Note(s): *PHC-Primary healthcare

Politicians described PHC as playing a central role in healthcare and referred to laws that obligate PHC to coordinate patient care with the municipality and maintain patient continuity. They also argued that, from an economic perspective, it is better for patients first to visit PHC since it prevents the use of much more expensive specialist care (hospital care). Politicians viewed healthcare professionals as experts in maintaining the central role of PHC (gatekeeper to the rest of healthcare) because of their knowledge regarding when referrals to other healthcare specialists are necessary.

… they [healthcare officials and the regional board] are pretty much in agreement that primary healthcare is the first line of care, it’s a relatively cheap form of care, and it should be easy to get in touch with –P3

… but we still have the responsibility to make sure the money is sufficient … to ensure that we’ll achieve the results we have promised … –P13

The governance of PHC was described as being managed through reimbursement models by financially compensating for specific measures or results that were of interest. Politicians highlighted boundaries in their ability to govern, stipulated either by national-level politicians, the region’s political and organisational structure or the politicians' power to adjust reimbursement models. For instance, politicians emphasised that financial compensation was applied to motivate PHC organisations to work towards their (the politicians') goals for PHC and achieve good quality of care. Nationally set goals and financial compensation affect regional PHC governance. For instance, national directions were often understood as “not freely chosen work” (P10) – whether or not they were stipulated by law – and politicians acknowledged it changed regional goals, especially if the national directions/goal fulfilments were combined with financial compensation. PHC governance was tightly entwined with politicians' ability to adjust their region’s reimbursement models. Politicians described not having the power to make demands or withhold financial compensation for those PHC practices that did not fulfil official requirements. In contrast, other politicians expressed that they could “rule with both a stick and a carrot” (P14) by not reimbursing unfulfilled goals or adding monetary compensation for goals that are of specific interest to them.

… Well, then we put money toward it and decided … that the care units may not be reimbursed for any number of listed patients with a physician [in PHC], and that's our way of reducing the number of listed patients per physician –P14

In this narrative, any issues with PHC governance are referred to as “challenges”. For instance, good accessibility rates for PHC were challenged by politicians' lack of freedom to employ personnel or compete for staff against other regions by offering higher wages because they lack financial resources. Meanwhile, solutions were attributed to freeing up time, which could compensate for staffing issues or poor PHC accessibility by streamlining administration, implementing new technical advancements and changing laws. For instance, instead of sending summons digitally, ordinary mail could save time.

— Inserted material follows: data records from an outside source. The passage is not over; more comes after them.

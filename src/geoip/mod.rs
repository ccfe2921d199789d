//! IP 地理位置解析模块
//!
//! 提供 IP 地址到坐标的解析功能，支持：
//! - MaxMind GeoLite2 本地数据库
//! - 外部 API fallback (ipapi.co)
//! - Cache-aside：命中缓存则不发外部请求，未命中则查询后回填（TTL 1 小时）

mod ipapi;
mod maxmind;
mod provider;
mod resolver;

pub use provider::{GeoLookup, ResolvedLocation};
pub use resolver::{LocationResolver, fallback_location, is_loopback_or_test};
use async_trait::async_trait;

use crate::cache::{CacheResult, LocationCache};
use crate::geoip::ResolvedLocation;

/// 空实现，禁用缓存时使用
///
/// 每次解析都会穿透到 provider。
#[derive(Default)]
pub struct NullLocationCache;

#[async_trait]
impl LocationCache for NullLocationCache {
    async fn get(&self, _ip: &str) -> CacheResult {
        CacheResult::NotFound
    }

    async fn insert(&self, _ip: &str, _location: ResolvedLocation) {}

    async fn remove(&self, _ip: &str) {}

    async fn invalidate_all(&self) {}
}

Other time-saving solutions included allowing patients to book their own appointments digitally, contact their PHC centre through chat functions and allow PHC operations to offer “net-based visits” (P7) through video. Additionally, national-level politicians could, by changing the law, contribute to more effective use of PHC professionals time. One politician explained how the existing law allowed general physicians to recover for 48 h after weekend duties. However, some physicians use this recovery time to work in other regions or private alternatives, while the ordinary region’s PHC operations remain understaffed.

… which means that when physicians go on call on a weekend … they get a lot of free time, and the idea with that [free time] is for them to recover … but it doesn't work that way … then they go out and work somewhere else, in another region –P6

Individuals who were viewed as knowledgeable “experts” had a strong influence on long-term political decisions. These individuals were described as having a good reputation, being respected in their field of work, having had a long, successful career or having a wealth of personal knowledge. Politicians problematised how transferring decision-making to individuals seen as “experts” could lead to a narrowed focus. Referring to their experiences governing during the COVID-19 pandemic, politicians stated that they trusted their infection control physician’s advice on how to proceed with the vaccination regime for the region. However, they acknowledged that the expert focused solely on reducing the spread of infection.

… there’s always a political dimension, and I think it can be difficult: that politically we should have, maybe, been a little more involved and made decisions … although … it is difficult. Because I very much trust the professionals who give us advice, or who say ‘let’s do it this way’ –P3

… and we end up in this, it's a medical assessment, and no politician can do that -P9

In this narrative, financial compensations mandated by national-level politicians are described favourably. For instance, the measure of the national waiting-time guarantee, which guarantees citizens a PHC appointment within a set timeframe, was emphasised as a crucial, well-designed indicator because it triggers multiple actions and leads to evaluation. However, politicians problematised the waiting-time guarantee against prioritising resources according to the need and solidarity principles and acknowledged there is a conflict, as patients with less severe healthcare needs are not necessarily those waiting the longest. Moreover, it is easy for care units to “trick” (P9) measurements to get good results (and financial compensation) by changing organisational structures, patient flow or processes. One politician explained how some PHC care units only made appointments one day at a time; when the daily ratio is exhausted, patients are asked to call back the following day. Patients would be registered as having had no waiting time, “but I would say they had waited for two days” (P8). Politicians stated that it is an “important, democratic question” (P2) of what is measured and compensated for in PHC, as “we might not measure what we need to measure” (P2).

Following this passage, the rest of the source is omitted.